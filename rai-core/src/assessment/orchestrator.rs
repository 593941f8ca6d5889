//! Fan-out/fan-in runner for principle evaluators.

use super::aia::AiaCompiler;
use crate::advisory::AdvisoryClient;
use crate::config::RaiConfig;
use crate::error::AssessmentError;
use crate::evaluators::{EvaluationContext, Evaluator, default_evaluators};
use crate::model::{AiaReport, Principle, PrincipleEvaluation, RiskAssessment, SystemProfile};
use std::sync::Arc;
use std::time::{Duration, Instant};
use tokio::sync::Semaphore;
use tracing::{debug, info, warn};

const DEFAULT_MAX_CONCURRENT: usize = 6;
const DEFAULT_TIMEOUT_SECS: u64 = 60;

/// Runs evaluators concurrently and compiles AIA reports.
pub struct AssessmentOrchestrator {
    evaluators: Vec<Arc<dyn Evaluator>>,
    context: EvaluationContext,
    compiler: AiaCompiler,
    max_concurrent: usize,
    evaluator_timeout: Duration,
}

impl Default for AssessmentOrchestrator {
    fn default() -> Self {
        Self::new(EvaluationContext::default())
    }
}

impl AssessmentOrchestrator {
    pub fn new(context: EvaluationContext) -> Self {
        Self {
            evaluators: default_evaluators(),
            context,
            compiler: AiaCompiler::new(),
            max_concurrent: DEFAULT_MAX_CONCURRENT,
            evaluator_timeout: Duration::from_secs(DEFAULT_TIMEOUT_SECS),
        }
    }

    pub fn from_config(config: &RaiConfig, advisory: Option<AdvisoryClient>) -> Self {
        Self::new(EvaluationContext::from_config(config, advisory))
            .with_max_concurrent(config.assessment.max_concurrent_evaluators)
            .with_timeout(Duration::from_secs(config.assessment.evaluator_timeout_secs))
    }

    /// Replace the registered evaluators.
    pub fn with_evaluators(mut self, evaluators: Vec<Arc<dyn Evaluator>>) -> Self {
        self.evaluators = evaluators;
        self
    }

    pub fn with_max_concurrent(mut self, max: usize) -> Self {
        self.max_concurrent = max.max(1);
        self
    }

    pub fn with_timeout(mut self, timeout: Duration) -> Self {
        self.evaluator_timeout = timeout;
        self
    }

    pub fn context(&self) -> &EvaluationContext {
        &self.context
    }

    /// Principles that have a registered evaluator.
    pub fn principles(&self) -> Vec<Principle> {
        self.evaluators.iter().map(|e| e.principle()).collect()
    }

    /// Evaluate the selected principles, or all of them when `principles` is empty.
    ///
    /// An evaluator that exceeds the timeout while waiting on advisory
    /// commentary is re-run without it. Evaluators that panic, or time out
    /// on their own, are logged and left out.
    /// Results come back in canonical principle order.
    pub async fn run_assessment(
        &self,
        profile: &SystemProfile,
        principles: &[Principle],
    ) -> Vec<PrincipleEvaluation> {
        let start = Instant::now();
        let profile = Arc::new(profile.clone());
        let semaphore = Arc::new(Semaphore::new(self.max_concurrent));
        let mut handles = Vec::new();

        for evaluator in &self.evaluators {
            let principle = evaluator.principle();
            if !principles.is_empty() && !principles.contains(&principle) {
                continue;
            }
            let evaluator = evaluator.clone();
            let profile = profile.clone();
            let ctx = self.context.clone();
            let sem = semaphore.clone();
            let timeout = self.evaluator_timeout;

            let handle = tokio::spawn(async move {
                let Ok(_permit) = sem.acquire().await else {
                    return None;
                };
                if let Ok(evaluation) =
                    tokio::time::timeout(timeout, evaluator.evaluate(&profile, &ctx)).await
                {
                    return Some(evaluation);
                }
                if ctx.advisory.is_none() {
                    warn!(
                        principle = %principle,
                        timeout_secs = timeout.as_secs_f64(),
                        "Evaluator timed out"
                    );
                    return None;
                }

                // Slow commentary must not cost the rule-based result.
                warn!(
                    principle = %principle,
                    timeout_secs = timeout.as_secs_f64(),
                    "Evaluator timed out; retrying without advisory commentary"
                );
                let rules_only = EvaluationContext {
                    advisory: None,
                    ..ctx
                };
                match tokio::time::timeout(timeout, evaluator.evaluate(&profile, &rules_only)).await
                {
                    Ok(evaluation) => Some(evaluation),
                    Err(_) => {
                        warn!(
                            principle = %principle,
                            timeout_secs = timeout.as_secs_f64(),
                            "Evaluator timed out"
                        );
                        None
                    }
                }
            });
            handles.push((principle, handle));
        }

        let mut evaluations = Vec::new();
        for (principle, handle) in handles {
            match handle.await {
                Ok(Some(evaluation)) => evaluations.push(evaluation),
                Ok(None) => {}
                Err(e) => warn!(principle = %principle, error = %e, "Evaluator task failed"),
            }
        }
        evaluations.sort_by_key(|e| e.principle);

        info!(
            system_id = %profile.system_id,
            evaluations = evaluations.len(),
            duration_ms = start.elapsed().as_millis() as u64,
            "Assessment complete"
        );
        evaluations
    }

    /// Evaluate one principle.
    pub async fn evaluate_principle(
        &self,
        profile: &SystemProfile,
        principle: Principle,
    ) -> Result<PrincipleEvaluation, AssessmentError> {
        if !self.evaluators.iter().any(|e| e.principle() == principle) {
            return Err(AssessmentError::EvaluatorFailed {
                principle: principle.to_string(),
                message: "no evaluator registered".to_string(),
            });
        }
        self.run_assessment(profile, &[principle])
            .await
            .into_iter()
            .next()
            .ok_or_else(|| AssessmentError::EvaluatorFailed {
                principle: principle.to_string(),
                message: format!(
                    "evaluator did not complete within {}s",
                    self.evaluator_timeout.as_secs()
                ),
            })
    }

    /// Compile an AIA from evaluations already collected.
    pub fn run_aia(
        &self,
        profile: &SystemProfile,
        evaluations: Vec<PrincipleEvaluation>,
        risk: Option<RiskAssessment>,
    ) -> AiaReport {
        debug!(system_id = %profile.system_id, "Compiling AIA");
        self.compiler.compile(profile, evaluations, risk)
    }

    /// Evaluate every principle and compile the AIA.
    pub async fn run_full_assessment(&self, profile: &SystemProfile) -> AiaReport {
        let evaluations = self.run_assessment(profile, &[]).await;
        self.run_aia(profile, evaluations, None)
    }
}

#[cfg(test)]
mod tests {
    use super::*;
    use crate::evaluators::{
        AccountabilityEvaluator, RecommendationBlocks, Rule, SecurityEvaluator,
    };
    use crate::advisory::MockAdvisoryProvider;
    use crate::model::{AiSystemType, AiaRecommendation};
    use async_trait::async_trait;

    fn profile() -> SystemProfile {
        SystemProfile::new(
            "sys-1",
            "Chat Assistant",
            "General purpose assistant",
            AiSystemType::Generative,
            "Platform",
        )
    }

    struct SlowEvaluator;

    #[async_trait]
    impl Evaluator for SlowEvaluator {
        fn principle(&self) -> Principle {
            Principle::Robustness
        }
        fn name(&self) -> &'static str {
            "SlowEvaluator"
        }
        fn rules(&self) -> &'static [Rule] {
            &[]
        }
        fn confidence(&self) -> f64 {
            0.5
        }
        fn methodology(&self) -> &'static str {
            "sleeps"
        }
        fn recommendation_blocks(&self) -> RecommendationBlocks {
            RecommendationBlocks {
                below_0_7: &[],
                below_0_5: &[],
            }
        }
        fn advisory_focus(&self) -> &'static [&'static str] {
            &[]
        }
        async fn evaluate(
            &self,
            _profile: &SystemProfile,
            _ctx: &EvaluationContext,
        ) -> PrincipleEvaluation {
            tokio::time::sleep(Duration::from_secs(5)).await;
            unreachable!("timed out before completion")
        }
    }

    struct PanickingEvaluator;

    #[async_trait]
    impl Evaluator for PanickingEvaluator {
        fn principle(&self) -> Principle {
            Principle::Fairness
        }
        fn name(&self) -> &'static str {
            "PanickingEvaluator"
        }
        fn rules(&self) -> &'static [Rule] {
            &[]
        }
        fn confidence(&self) -> f64 {
            0.5
        }
        fn methodology(&self) -> &'static str {
            "panics"
        }
        fn recommendation_blocks(&self) -> RecommendationBlocks {
            RecommendationBlocks {
                below_0_7: &[],
                below_0_5: &[],
            }
        }
        fn advisory_focus(&self) -> &'static [&'static str] {
            &[]
        }
        async fn evaluate(
            &self,
            _profile: &SystemProfile,
            _ctx: &EvaluationContext,
        ) -> PrincipleEvaluation {
            panic!("evaluator bug")
        }
    }

    #[tokio::test]
    async fn test_full_run_is_canonically_ordered() {
        let orchestrator = AssessmentOrchestrator::default().with_max_concurrent(2);
        let evaluations = orchestrator.run_assessment(&profile(), &[]).await;
        let principles: Vec<_> = evaluations.iter().map(|e| e.principle).collect();
        assert_eq!(principles, Principle::ALL.to_vec());
    }

    #[tokio::test]
    async fn test_subset_selection() {
        let orchestrator = AssessmentOrchestrator::default();
        let evaluations = orchestrator
            .run_assessment(&profile(), &[Principle::Alignment, Principle::Security])
            .await;
        let principles: Vec<_> = evaluations.iter().map(|e| e.principle).collect();
        assert_eq!(principles, vec![Principle::Security, Principle::Alignment]);
    }

    #[tokio::test]
    async fn test_failed_evaluators_are_excluded() {
        let orchestrator = AssessmentOrchestrator::default()
            .with_evaluators(vec![
                Arc::new(AccountabilityEvaluator),
                Arc::new(SlowEvaluator),
                Arc::new(PanickingEvaluator),
                Arc::new(SecurityEvaluator),
            ])
            .with_timeout(Duration::from_millis(50));

        let evaluations = orchestrator.run_assessment(&profile(), &[]).await;
        let principles: Vec<_> = evaluations.iter().map(|e| e.principle).collect();
        assert_eq!(principles, vec![Principle::Accountability, Principle::Security]);

        let err = orchestrator
            .evaluate_principle(&profile(), Principle::Robustness)
            .await
            .unwrap_err();
        assert!(err.to_string().contains("did not complete"));

        let err = orchestrator
            .evaluate_principle(&profile(), Principle::Alignment)
            .await
            .unwrap_err();
        assert!(err.to_string().contains("no evaluator registered"));
    }

    #[tokio::test]
    async fn test_slow_advisory_keeps_rule_based_evaluations() {
        let provider = MockAdvisoryProvider::new().with_delay(Duration::from_secs(3));
        let ctx = EvaluationContext::new()
            .with_advisory(AdvisoryClient::new(Arc::new(provider), Duration::from_secs(10)));
        let orchestrator =
            AssessmentOrchestrator::new(ctx).with_timeout(Duration::from_millis(100));

        let plain = AssessmentOrchestrator::default()
            .run_full_assessment(&profile())
            .await;
        let report = orchestrator.run_full_assessment(&profile()).await;

        assert_eq!(report.principle_evaluations.len(), 6);
        assert!(
            report
                .principle_evaluations
                .iter()
                .all(|e| e.advisory_commentary.is_none())
        );
        assert_eq!(report.overall_recommendation, plain.overall_recommendation);
        assert_ne!(
            report.overall_recommendation,
            AiaRecommendation::RequiresFurtherAssessment
        );
    }

    #[tokio::test]
    async fn test_full_assessment_report() {
        let report = AssessmentOrchestrator::default()
            .run_full_assessment(&profile())
            .await;
        assert_eq!(report.principle_evaluations.len(), 6);
        assert_eq!(report.system_profile.system_id, "sys-1");
        assert_ne!(
            report.overall_recommendation,
            AiaRecommendation::RequiresFurtherAssessment
        );
        assert!(report.executive_summary.contains("Chat Assistant"));
    }
}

*ACTION ITEM*:
In the material above, find every line with the word "Some" and show it.

*OUTPUT FOR THIS TASK*:
                    return Some(evaluation);
                    Ok(evaluation) => Some(evaluation),
                Ok(Some(evaluation)) => evaluations.push(evaluation),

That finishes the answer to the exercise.